Monthly Archives: August 2011

Martyrs behind bars

EIPR releases a report on prison abuse in Egypt during the revolution, ‘Martyrs behind bars’:

You can read the report here. An English translation should be up soon. And here is an ONTV programme based on the report:

It features an interview with the sister of General Mohamed al-Batran, Chief of the Prison Authority’s Intelligence Unit, who was killed by prison guards inside al-Qatta prison on the 29th January.

There used to be a huge picture of al-Batran hanging up in the Tahrir Square sit-in. I first heard about the al-Batran story from a friend of mine, MS, who lives in Fayoum. We were walking past the poster one day and he told me that it was a general from his town and that he was a decent man who had been killed for trying to treat prisoners like human beings. I asked what happened and he told me the story of how al-Batran went to al-Qatta to talk to the prisoners and to try to calm unrest and that he was shot by other prison guards.

There is a large prison in Fayoum, innovatively named al-Fayoum prison, and MS also told me that during the revolution he used to see prisoners occasionally walking through the streets of the town, wrapped in blankets, lost and disoriented.
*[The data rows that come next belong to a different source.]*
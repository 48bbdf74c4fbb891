// SPDX-License-Identifier: BUSL-1.1
// Copyright (c) 2026 Alfred Jean LLC

//! Declarative macros for reducing boilerplate.
//!
//! - [`simple_display!`] — `Display` impl mapping enum variants to string literals
//! - [`builder!`] — test builder struct with Default, setters, and `build()`
//! - [`setters!`] — setter methods for production builder/config structs

/// Generate a `Display` impl that maps enum variants to string literals.
///
/// Unit variants match directly; data-carrying variants use `(..)` to ignore fields.
///
/// ```ignore
/// crate::simple_display! {
///     MyEnum {
///         Foo => "foo",
///         Bar(..) => "bar",
///     }
/// }
/// ```
#[macro_export]
macro_rules! simple_display {
    ($enum:ty { $( $variant:ident $(( $($ignore:tt)* ))? => $str:expr ),+ $(,)? }) => {
        impl std::fmt::Display for $enum {
            fn fmt(&self, f: &mut std::fmt::Formatter<'_>) -> std::fmt::Result {
                f.write_str(match self {
                    $( Self::$variant $(( $($ignore)* ))? => $str, )+
                })
            }
        }
    };
}

/// Generate a test builder (struct + Default + setters + build).
///
/// All generated items are gated behind `#[cfg(any(test, feature = "test-support"))]`.
///
/// Field groups:
/// - `into { field: Type = default }` — setter uses `impl Into<Type>`
/// - `set { field: Type = default }` — setter takes `Type` directly
/// - `option { field: Type = default }` — builder field is `Option<Type>`,
///   setter wraps in `Some(v.into())`
/// - `computed { field: Type = expr }` — no builder field or setter;
///   value computed at build time
#[macro_export]
macro_rules! builder {
    (
        pub struct $builder:ident => $target:ident {
            $(into {
                $( $into_field:ident : $into_ty:ty = $into_default:expr ),* $(,)?
            })?
            $(set {
                $( $set_field:ident : $set_ty:ty = $set_default:expr ),* $(,)?
            })?
            $(option {
                $( $opt_field:ident : $opt_ty:ty = $opt_default:expr ),* $(,)?
            })?
            $(computed {
                $( $comp_field:ident : $comp_ty:ty = $comp_expr:expr ),* $(,)?
            })?
        }
    ) => {
        #[cfg(any(test, feature = "test-support"))]
        pub struct $builder {
            $($( $into_field: $into_ty, )*)?
            $($( $set_field: $set_ty, )*)?
            $($( $opt_field: Option<$opt_ty>, )*)?
        }

        #[cfg(any(test, feature = "test-support"))]
        impl Default for $builder {
            fn default() -> Self {
                Self {
                    $($( $into_field: $into_default.into(), )*)?
                    $($( $set_field: $set_default, )*)?
                    $($( $opt_field: $opt_default, )*)?
                }
            }
        }

        #[cfg(any(test, feature = "test-support"))]
        impl $builder {
            $($(
                pub fn $into_field(mut self, v: impl Into<$into_ty>) -> Self {
                    self.$into_field = v.into();
                    self
                }
            )*)?

            $($(
                pub fn $set_field(mut self, v: $set_ty) -> Self {
                    self.$set_field = v;
                    self
                }
            )*)?

            $($(
                pub fn $opt_field(mut self, v: impl Into<$opt_ty>) -> Self {
                    self.$opt_field = Some(v.into());
                    self
                }
            )*)?

            pub fn build(self) -> $target {
                $target {
                    $($( $into_field: self.$into_field, )*)?
                    $($( $set_field: self.$set_field, )*)?
                    $($( $opt_field: self.$opt_field, )*)?
                    $($( $comp_field: $comp_expr, )*)?
                }
            }
        }

        #[cfg(any(test, feature = "test-support"))]
        impl $target {
            /// Create a builder with test defaults.
            pub fn builder() -> $builder {
                $builder::default()
            }
        }
    };
}

/// Generate setter methods inside an existing `impl` block.
///
/// Field groups work the same as [`builder!`] but only generate setter methods.
#[macro_export]
macro_rules! setters {
    (
        $(into {
            $( $into_field:ident : $into_ty:ty ),* $(,)?
        })?
        $(set {
            $( $set_field:ident : $set_ty:ty ),* $(,)?
        })?
        $(option {
            $( $opt_field:ident : $opt_ty:ty ),* $(,)?
        })?
    ) => {
        $($(
            pub fn $into_field(mut self, v: impl Into<$into_ty>) -> Self {
                self.$into_field = v.into();
                self
            }
        )*)?

        $($(
            pub fn $set_field(mut self, v: $set_ty) -> Self {
                self.$set_field = v;
                self
            }
        )*)?

        $($(
            pub fn $opt_field(mut self, v: impl Into<$opt_ty>) -> Self {
                self.$opt_field = Some(v.into());
                self
            }
        )*)?
    };
}
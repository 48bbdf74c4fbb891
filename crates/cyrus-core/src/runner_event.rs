// SPDX-License-Identifier: BUSL-1.1
// Copyright (c) 2026 Alfred Jean LLC

//! Uniform event stream emitted by runner adapters.

use serde::{Deserialize, Serialize};

/// A single normalized event produced by a runner adapter.
///
/// Each variant corresponds to one tracker activity content type; see
/// `cyrus_adapters::normalizer` for the code that turns raw vendor
/// streams into this shape.
#[derive(Debug, Clone, PartialEq, Serialize, Deserialize)]
#[serde(tag = "kind")]
pub enum RunnerEvent {
    /// Freeform reasoning/narration text from the model.
    Thought { text: String },
    /// A tool invocation.
    Action {
        name: String,
        #[serde(default, skip_serializing_if = "Option::is_none")]
        detail: Option<String>,
        /// Identifies the tool-use block this action belongs to, so a
        /// later `Result` can be matched back to it.
        tool_use_id: String,
    },
    /// The output of a tool invocation.
    Result {
        tool_use_id: String,
        output: String,
        is_error: bool,
    },
    /// A runner-level error not tied to a specific tool call.
    Error { err: String },
    /// The canonical final response for the turn/session.
    Final { text: String },
}

impl RunnerEvent {
    /// Whether this event ends the runner's current turn (not the whole
    /// session — `Final` still allows a subsequent streamed follow-up).
    pub fn is_final(&self) -> bool {
        matches!(self, RunnerEvent::Final { .. })
    }

    pub fn tool_use_id(&self) -> Option<&str> {
        match self {
            RunnerEvent::Action { tool_use_id, .. } => Some(tool_use_id),
            RunnerEvent::Result { tool_use_id, .. } => Some(tool_use_id),
            _ => None,
        }
    }
}

#[cfg(test)]
#[path = "runner_event_tests.rs"]
mod tests;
Once, he said, he went up and talked to one of them. The prisoner told him that there was no security and he had escaped. He said he was from Fayoum but he had been in prison so long that he didn’t recognise the streets any more. He asked MS to tell him the way to the main street. Then he walked away, his blanket trailing along the floor behind him.

Leave a comment

Filed under Links

When your Facebook feed reads like the Greatest Hits of the Clash*

Gonna stick my oar in on the London riots. A few points for consideration:

[1] The looters/rioters are not mindless. They wanted things and they went for exactly the things they wanted because that’s what the prevailing capitalist system has drilled into them from day one. All this stuff about ‘looters with blackberries can’t be that poor’, yes, ok, these people are not starving. However I would say the problem is not poverty but injustice (just like in Egypt – you often hear people saying that it is not being poor that bothers them but inequality, injustice, rampant corruption, etc.) The left and right are both judging them for what they chose to steal but are missing the central point that the fact they chose to steal trainers and TVs is in some ways a more savage indictment of our society than if they were starving families stealing bread or politically-motivated revolutionaries smashing up RBS. These people feel like they are not getting their due in modern Britain and see no other way than to ‘get paid’, i.e. go out and get their due for themselves when the opportunity arises. Note that their ‘due’ is material goods because that’s all we have been conditioned to aspire to.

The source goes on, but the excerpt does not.